Grain Size Characteristics of MIS 5 Sediments and Evolution of the East Asian Summer Monsoon in the Zhifu Section, Yantai City, Shandong Province, China

Abstract

The North Yellow Sea, located at the intersection of the Eurasian continent and North Pacific Ocean at mid-latitudes, is a sensitive area subjected to the joint actions of the ocean, land, and monsoons. On its southern shore, loess and paleosol sedimentary sequences were widely developed during the last interglacial period, which is of great significance for revealing patterns of climate change and dynamic conditions. In this paper, we focus on the Zhifu section (ZFS) on Zhifu Island within the Shandong Province of China.
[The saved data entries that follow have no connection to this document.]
//! Reply formatting and chunking for paced display

#[cfg(test)]
mod proptests;

/// A word-group is emitted once it grows past this many characters
pub const CHUNK_THRESHOLD: usize = 20;

/// One unit of paced output
#[derive(Debug, Clone, PartialEq, Eq)]
pub enum Fragment {
    /// Whitespace-joined words from a single line, no leading or trailing space
    Text(String),
    /// Line boundary
    Break,
}

impl Fragment {
    #[allow(dead_code)] // Used by tests
    pub fn text(&self) -> Option<&str> {
        match self {
            Fragment::Text(text) => Some(text),
            Fragment::Break => None,
        }
    }
}

/// Turn escaped `\n` sequences into real line breaks
pub fn normalize(raw: &str) -> String {
    if raw.is_empty() {
        return String::new();
    }
    raw.replace("\\n", "\n")
}

/// Split normalised text into fragments.
///
/// Lines are separated by [`Fragment::Break`] (none after the last line).
/// Within a line, words accumulate until the group exceeds
/// [`CHUNK_THRESHOLD`] characters or the line runs out.
pub fn chunk(text: &str) -> Vec<Fragment> {
    let lines: Vec<&str> = text.split('\n').collect();
    let last_line = lines.len().saturating_sub(1);
    let mut fragments = Vec::new();

    for (index, line) in lines.iter().enumerate() {
        let words: Vec<&str> = line.split_whitespace().collect();
        let mut current = String::new();

        for (position, word) in words.iter().enumerate() {
            if !current.is_empty() {
                current.push(' ');
            }
            current.push_str(word);

            if current.chars().count() > CHUNK_THRESHOLD || position + 1 == words.len() {
                fragments.push(Fragment::Text(std::mem::take(&mut current)));
            }
        }

        if index < last_line {
            fragments.push(Fragment::Break);
        }
    }

    fragments
}
//! Property-based tests for the state machine
//!
//! These tests verify key invariants hold across all possible inputs.

use super::confirmation::{classify, Polarity, NEGATIVE_INDICATORS, POSITIVE_INDICATORS};
use super::engine::CLOSING_REPLY;
use super::state::HISTORY_LIMIT;
use super::support::support_registry;
use super::*;
use crate::llm::{LlmError, StructuredResult};
use crate::testing::MockCompletionClient;
use proptest::prelude::*;
use serde_json::json;
use std::sync::Arc;

// ============================================================================
// Test Helpers
// ============================================================================

const FILLER: &[&str] = &["the", "details", "are", "my", "name", "is", "ok", "please", "thanks"];

/// Positive words that have a matching "not ..." negative phrase
const NEGATED_BY_NOT: &[&str] = &["correct", "right", "true", "accurate"];

fn block_on<F: std::future::Future>(future: F) -> F::Output {
    tokio::runtime::Builder::new_current_thread()
        .enable_all()
        .build()
        .unwrap()
        .block_on(future)
}

fn engine_with(client: &Arc<MockCompletionClient>) -> Engine {
    Engine::new(support_registry().unwrap(), client.clone())
}

fn is_exit(input: &str) -> bool {
    matches!(input.trim().to_lowercase().as_str(), "quit" | "exit")
}

// ============================================================================
// Arbitrary Generators
// ============================================================================

fn arb_filler() -> impl Strategy<Value = Vec<&'static str>> {
    proptest::collection::vec(proptest::sample::select(FILLER), 0..5)
}

fn arb_negative() -> impl Strategy<Value = &'static str> {
    proptest::sample::select(NEGATIVE_INDICATORS)
}

fn arb_positive() -> impl Strategy<Value = &'static str> {
    proptest::sample::select(POSITIVE_INDICATORS)
}

fn arb_live_state() -> impl Strategy<Value = ConversationState> {
    prop_oneof![
        Just(ConversationState::Start),
        Just(ConversationState::Confirm),
        Just(ConversationState::Identified),
    ]
}

fn arb_input() -> impl Strategy<Value = String> {
    "[a-zA-Z ]{0,30}"
}

// ============================================================================
// Property Tests
// ============================================================================

proptest! {
    #![proptest_config(ProptestConfig::with_cases(256))]

    // A negative indicator anywhere means the reply is never positive
    #[test]
    fn prop_negative_never_positive(
        before in arb_filler(),
        negative in arb_negative(),
        after in arb_filler(),
        positive in proptest::option::of(arb_positive()),
    ) {
        let mut words = before.clone();
        words.push(negative);
        if let Some(positive) = positive {
            words.push(positive);
        }
        words.extend(after.iter().copied());
        let text = words.join(" ");
        prop_assert_ne!(classify(&text), Polarity::Positive, "classified {:?} as positive", text);
    }

    // Negative phrases that contain a positive word stay negative on their own
    #[test]
    fn prop_negative_superset_is_negative(
        positive in proptest::sample::select(NEGATED_BY_NOT),
        filler in arb_filler(),
    ) {
        let phrase = format!("not {positive}");
        let text = format!("{} {phrase}", filler.join(" "));
        prop_assert_eq!(classify(&text), Polarity::Negative);
    }

    #[test]
    fn prop_positive_alone_is_positive(
        before in arb_filler(),
        positive in arb_positive(),
        after in arb_filler(),
    ) {
        let text = format!("{} {positive} {}", before.join(" "), after.join(" "));
        prop_assert_eq!(classify(&text), Polarity::Positive);
    }

    // END answers every input with the closing reply and never calls the client
    #[test]
    fn prop_end_is_idempotent(inputs in proptest::collection::vec(arb_input(), 1..5)) {
        let client = Arc::new(MockCompletionClient::new("mock"));
        let engine = engine_with(&client);
        let mut conversation = Conversation::new(ConversationState::End);

        for input in &inputs {
            let turn = block_on(engine.run_turn(&mut conversation, input)).unwrap();
            prop_assert_eq!(turn.reply_text.as_str(), CLOSING_REPLY);
            prop_assert_eq!(turn.next_state, ConversationState::End);
            prop_assert!(!turn.did_transition);
        }
        prop_assert!(client.recorded_requests().is_empty());
    }

    // A failed completion never moves the conversation
    #[test]
    fn prop_service_failure_keeps_state(state in arb_live_state(), input in arb_input()) {
        prop_assume!(!is_exit(&input));
        let client = Arc::new(MockCompletionClient::new("mock"));
        client.queue_error(LlmError::server_error("unavailable"));
        let engine = engine_with(&client);
        let mut conversation = Conversation::new(state);

        let result = block_on(engine.run_turn(&mut conversation, &input));
        prop_assert!(matches!(result, Err(EngineError::Service(_))));
        prop_assert_eq!(conversation.state(), state);
        prop_assert_eq!(conversation.history().count(), 0);
    }

    // The transcript sent to the service stays bounded
    #[test]
    fn prop_history_bounded(turns in 1usize..40) {
        let client = Arc::new(MockCompletionClient::new("mock"));
        let engine = engine_with(&client);
        let mut conversation = Conversation::new(ConversationState::Identified);

        block_on(async {
            for i in 0..turns {
                client.queue_result(StructuredResult::new(json!({ "content": format!("reply {i}") })));
                engine.run_turn(&mut conversation, "help me").await.unwrap();
            }
        });

        prop_assert_eq!(conversation.history().count(), turns.min(HISTORY_LIMIT));
        let last = client.recorded_requests().pop().unwrap();
        prop_assert!(last.history.len() <= HISTORY_LIMIT);
    }
}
The optically stimulated luminescence (OSL) dating method was used to construct our chronological framework. Grain size and its endmember (EM) components were then analyzed; EM1 is a clay component EM, which represents a weak dynamic environment and strong weathering pedogenesis, while EM2 and EM3 are silt and very fine sand component EMs, respectively, representing a strong dynamic environment and weak weathering pedogenesis. Maximum EM1, mean grain size, clay content, and pH values occur in the paleosol layers (ZF4, ZF6, and ZF8), with minimum values in the loess layers (ZF5 and ZF7); EM3 values show the opposite pattern. This indicates that the ZF4, ZF6, and ZF8 layers represent warm and humid environments with abundant precipitation, where the East Asian summer monsoon (EASM) was enhanced, corresponding to Marine Isotope Stages (MIS) 5a, 5c, and 5e. In contrast, ZF5 and ZF7 represent sub-warm and humid environments with less precipitation, where the EASM was weakened, corresponding to MIS 5b and 5d. Among these stages, MIS5e is the warmest and wettest. These climatic events reveal the pattern of climate fluctuation over a ten-thousand-year timescale; they are synchronous with climate changes recorded in other geological repositories, such as cave stalagmites in southern China and sea-level fluctuations in the Yellow-Bohai Sea, which result from changes in global solar radiation.